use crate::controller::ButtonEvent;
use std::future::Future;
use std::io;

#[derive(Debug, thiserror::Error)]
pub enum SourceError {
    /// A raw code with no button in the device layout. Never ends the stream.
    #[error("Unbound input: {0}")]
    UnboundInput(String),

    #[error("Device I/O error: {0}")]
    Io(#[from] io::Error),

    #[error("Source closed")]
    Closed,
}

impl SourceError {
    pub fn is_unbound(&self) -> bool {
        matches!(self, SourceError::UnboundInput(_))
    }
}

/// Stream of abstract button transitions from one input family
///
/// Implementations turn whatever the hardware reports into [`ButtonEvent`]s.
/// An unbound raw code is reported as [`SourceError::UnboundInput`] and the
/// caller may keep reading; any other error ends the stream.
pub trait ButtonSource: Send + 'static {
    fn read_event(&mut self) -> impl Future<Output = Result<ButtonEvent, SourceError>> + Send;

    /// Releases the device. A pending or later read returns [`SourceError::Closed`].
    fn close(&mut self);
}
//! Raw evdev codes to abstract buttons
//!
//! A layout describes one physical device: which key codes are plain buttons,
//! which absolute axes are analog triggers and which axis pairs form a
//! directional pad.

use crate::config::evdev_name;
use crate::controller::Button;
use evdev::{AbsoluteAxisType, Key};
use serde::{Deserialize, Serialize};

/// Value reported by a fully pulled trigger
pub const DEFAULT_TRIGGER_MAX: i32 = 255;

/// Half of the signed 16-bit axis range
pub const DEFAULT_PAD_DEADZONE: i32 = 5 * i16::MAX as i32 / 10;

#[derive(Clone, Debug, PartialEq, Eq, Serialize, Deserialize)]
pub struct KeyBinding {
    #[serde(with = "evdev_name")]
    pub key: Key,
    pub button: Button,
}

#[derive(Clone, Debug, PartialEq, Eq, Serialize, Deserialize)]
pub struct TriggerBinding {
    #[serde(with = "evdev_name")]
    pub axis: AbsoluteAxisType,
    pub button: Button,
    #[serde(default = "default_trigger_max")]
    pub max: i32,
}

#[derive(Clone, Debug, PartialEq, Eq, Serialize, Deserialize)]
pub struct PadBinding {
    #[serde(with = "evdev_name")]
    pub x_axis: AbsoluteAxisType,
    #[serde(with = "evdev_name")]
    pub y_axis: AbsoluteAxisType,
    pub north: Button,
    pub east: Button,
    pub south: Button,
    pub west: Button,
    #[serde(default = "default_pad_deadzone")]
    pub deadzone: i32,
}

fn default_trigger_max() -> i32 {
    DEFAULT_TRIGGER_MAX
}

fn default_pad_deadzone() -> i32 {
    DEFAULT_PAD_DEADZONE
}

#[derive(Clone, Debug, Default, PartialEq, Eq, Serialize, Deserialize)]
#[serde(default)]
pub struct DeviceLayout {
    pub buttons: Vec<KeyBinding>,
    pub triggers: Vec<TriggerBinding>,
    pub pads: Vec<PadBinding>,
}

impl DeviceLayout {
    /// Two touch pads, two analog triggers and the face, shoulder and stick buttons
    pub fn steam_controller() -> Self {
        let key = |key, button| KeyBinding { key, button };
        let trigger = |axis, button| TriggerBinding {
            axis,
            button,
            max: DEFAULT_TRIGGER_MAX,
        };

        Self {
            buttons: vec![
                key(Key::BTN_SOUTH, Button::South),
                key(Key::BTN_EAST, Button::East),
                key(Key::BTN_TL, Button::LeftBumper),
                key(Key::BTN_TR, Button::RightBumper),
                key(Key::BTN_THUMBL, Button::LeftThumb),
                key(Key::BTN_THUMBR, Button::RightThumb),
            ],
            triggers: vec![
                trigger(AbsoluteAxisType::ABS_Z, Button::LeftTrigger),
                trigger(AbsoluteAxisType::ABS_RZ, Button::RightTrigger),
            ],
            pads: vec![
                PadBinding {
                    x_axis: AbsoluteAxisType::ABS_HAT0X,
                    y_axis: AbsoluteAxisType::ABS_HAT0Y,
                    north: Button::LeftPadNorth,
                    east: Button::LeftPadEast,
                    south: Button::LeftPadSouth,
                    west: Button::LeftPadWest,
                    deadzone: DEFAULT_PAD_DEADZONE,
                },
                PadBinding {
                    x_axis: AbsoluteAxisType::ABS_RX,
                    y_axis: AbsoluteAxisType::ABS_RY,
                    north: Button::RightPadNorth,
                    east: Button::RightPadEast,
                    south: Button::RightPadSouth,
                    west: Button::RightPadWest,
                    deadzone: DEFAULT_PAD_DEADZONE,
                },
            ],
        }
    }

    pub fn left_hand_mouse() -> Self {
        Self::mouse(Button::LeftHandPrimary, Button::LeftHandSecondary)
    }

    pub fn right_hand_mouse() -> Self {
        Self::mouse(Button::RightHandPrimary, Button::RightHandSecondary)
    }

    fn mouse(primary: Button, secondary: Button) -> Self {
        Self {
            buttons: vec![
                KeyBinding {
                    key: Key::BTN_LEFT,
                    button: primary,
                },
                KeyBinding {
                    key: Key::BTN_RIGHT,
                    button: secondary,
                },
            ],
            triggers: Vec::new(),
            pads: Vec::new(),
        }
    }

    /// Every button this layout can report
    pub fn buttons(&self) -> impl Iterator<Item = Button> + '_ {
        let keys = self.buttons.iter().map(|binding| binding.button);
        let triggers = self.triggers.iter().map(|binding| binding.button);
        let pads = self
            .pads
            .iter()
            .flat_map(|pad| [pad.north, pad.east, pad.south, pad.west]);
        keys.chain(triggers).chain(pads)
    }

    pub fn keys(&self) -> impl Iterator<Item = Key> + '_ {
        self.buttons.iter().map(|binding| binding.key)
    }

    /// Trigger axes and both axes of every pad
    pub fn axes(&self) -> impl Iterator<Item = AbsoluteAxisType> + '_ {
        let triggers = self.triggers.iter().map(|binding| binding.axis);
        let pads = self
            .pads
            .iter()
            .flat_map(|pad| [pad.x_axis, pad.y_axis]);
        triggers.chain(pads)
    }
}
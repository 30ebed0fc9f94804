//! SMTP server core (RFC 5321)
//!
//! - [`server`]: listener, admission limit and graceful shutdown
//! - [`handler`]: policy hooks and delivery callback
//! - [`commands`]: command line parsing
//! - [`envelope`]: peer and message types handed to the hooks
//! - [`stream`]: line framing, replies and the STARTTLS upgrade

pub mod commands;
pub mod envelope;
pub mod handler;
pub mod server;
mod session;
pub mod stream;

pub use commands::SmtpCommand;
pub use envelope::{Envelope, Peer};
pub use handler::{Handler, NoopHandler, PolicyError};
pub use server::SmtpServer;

==

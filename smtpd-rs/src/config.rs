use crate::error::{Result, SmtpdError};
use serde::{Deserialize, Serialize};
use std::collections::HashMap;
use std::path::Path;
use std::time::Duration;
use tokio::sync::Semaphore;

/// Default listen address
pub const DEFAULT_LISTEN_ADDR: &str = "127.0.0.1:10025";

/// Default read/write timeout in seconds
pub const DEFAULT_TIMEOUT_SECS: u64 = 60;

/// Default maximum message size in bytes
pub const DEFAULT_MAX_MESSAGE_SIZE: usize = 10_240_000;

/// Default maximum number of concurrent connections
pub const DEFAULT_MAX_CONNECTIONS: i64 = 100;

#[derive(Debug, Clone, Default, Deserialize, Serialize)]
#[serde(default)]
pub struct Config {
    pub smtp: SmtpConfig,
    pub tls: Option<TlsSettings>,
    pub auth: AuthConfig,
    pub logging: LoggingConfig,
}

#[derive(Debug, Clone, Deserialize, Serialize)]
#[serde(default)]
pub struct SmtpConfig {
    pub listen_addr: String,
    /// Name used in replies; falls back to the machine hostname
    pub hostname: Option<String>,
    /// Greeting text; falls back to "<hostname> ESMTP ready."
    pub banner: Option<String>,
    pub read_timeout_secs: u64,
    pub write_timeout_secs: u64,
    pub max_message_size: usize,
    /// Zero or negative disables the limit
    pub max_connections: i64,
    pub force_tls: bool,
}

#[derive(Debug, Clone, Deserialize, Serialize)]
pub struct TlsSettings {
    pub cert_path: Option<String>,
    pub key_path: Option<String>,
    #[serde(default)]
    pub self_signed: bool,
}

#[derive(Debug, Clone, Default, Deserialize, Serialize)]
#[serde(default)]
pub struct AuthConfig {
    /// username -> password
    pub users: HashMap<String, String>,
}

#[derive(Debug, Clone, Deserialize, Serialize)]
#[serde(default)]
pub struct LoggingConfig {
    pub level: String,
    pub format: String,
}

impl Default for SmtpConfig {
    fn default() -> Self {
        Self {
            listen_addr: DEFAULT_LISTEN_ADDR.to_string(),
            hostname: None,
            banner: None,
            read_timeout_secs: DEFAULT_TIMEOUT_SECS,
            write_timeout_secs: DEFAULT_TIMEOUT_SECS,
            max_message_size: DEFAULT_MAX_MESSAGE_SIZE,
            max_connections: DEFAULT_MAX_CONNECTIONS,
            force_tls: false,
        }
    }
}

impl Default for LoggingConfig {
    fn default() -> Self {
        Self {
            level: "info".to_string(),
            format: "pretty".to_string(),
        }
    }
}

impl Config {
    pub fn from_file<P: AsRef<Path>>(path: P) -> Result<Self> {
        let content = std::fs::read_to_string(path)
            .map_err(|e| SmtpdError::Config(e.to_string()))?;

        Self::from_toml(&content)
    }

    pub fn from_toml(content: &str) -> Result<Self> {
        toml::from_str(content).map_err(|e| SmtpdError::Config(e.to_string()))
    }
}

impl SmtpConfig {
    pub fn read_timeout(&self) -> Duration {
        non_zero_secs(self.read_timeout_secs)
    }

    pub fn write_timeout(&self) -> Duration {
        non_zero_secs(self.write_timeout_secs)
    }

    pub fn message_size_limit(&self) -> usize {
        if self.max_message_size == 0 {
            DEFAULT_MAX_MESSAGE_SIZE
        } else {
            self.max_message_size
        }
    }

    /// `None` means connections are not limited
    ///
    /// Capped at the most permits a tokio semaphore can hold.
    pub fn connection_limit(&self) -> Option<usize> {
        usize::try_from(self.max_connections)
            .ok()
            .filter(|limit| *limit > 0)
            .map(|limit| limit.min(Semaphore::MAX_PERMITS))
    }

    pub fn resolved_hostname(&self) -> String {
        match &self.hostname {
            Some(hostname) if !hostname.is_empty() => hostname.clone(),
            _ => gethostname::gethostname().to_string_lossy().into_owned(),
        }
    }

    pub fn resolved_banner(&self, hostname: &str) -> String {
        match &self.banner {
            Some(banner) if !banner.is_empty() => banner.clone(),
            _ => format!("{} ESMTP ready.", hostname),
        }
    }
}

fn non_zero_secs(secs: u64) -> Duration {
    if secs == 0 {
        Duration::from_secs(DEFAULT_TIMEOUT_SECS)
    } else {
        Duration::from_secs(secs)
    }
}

* **DIRECTIONS FOR THIS TASK**: If a line in the records contains the string "SmtpdError", copy it out.

* **ANSWER SECTION**:
use crate::error::{Result, SmtpdError};
            .map_err(|e| SmtpdError::Config(e.to_string()))?;
        toml::from_str(content).map_err(|e| SmtpdError::Config(e.to_string()))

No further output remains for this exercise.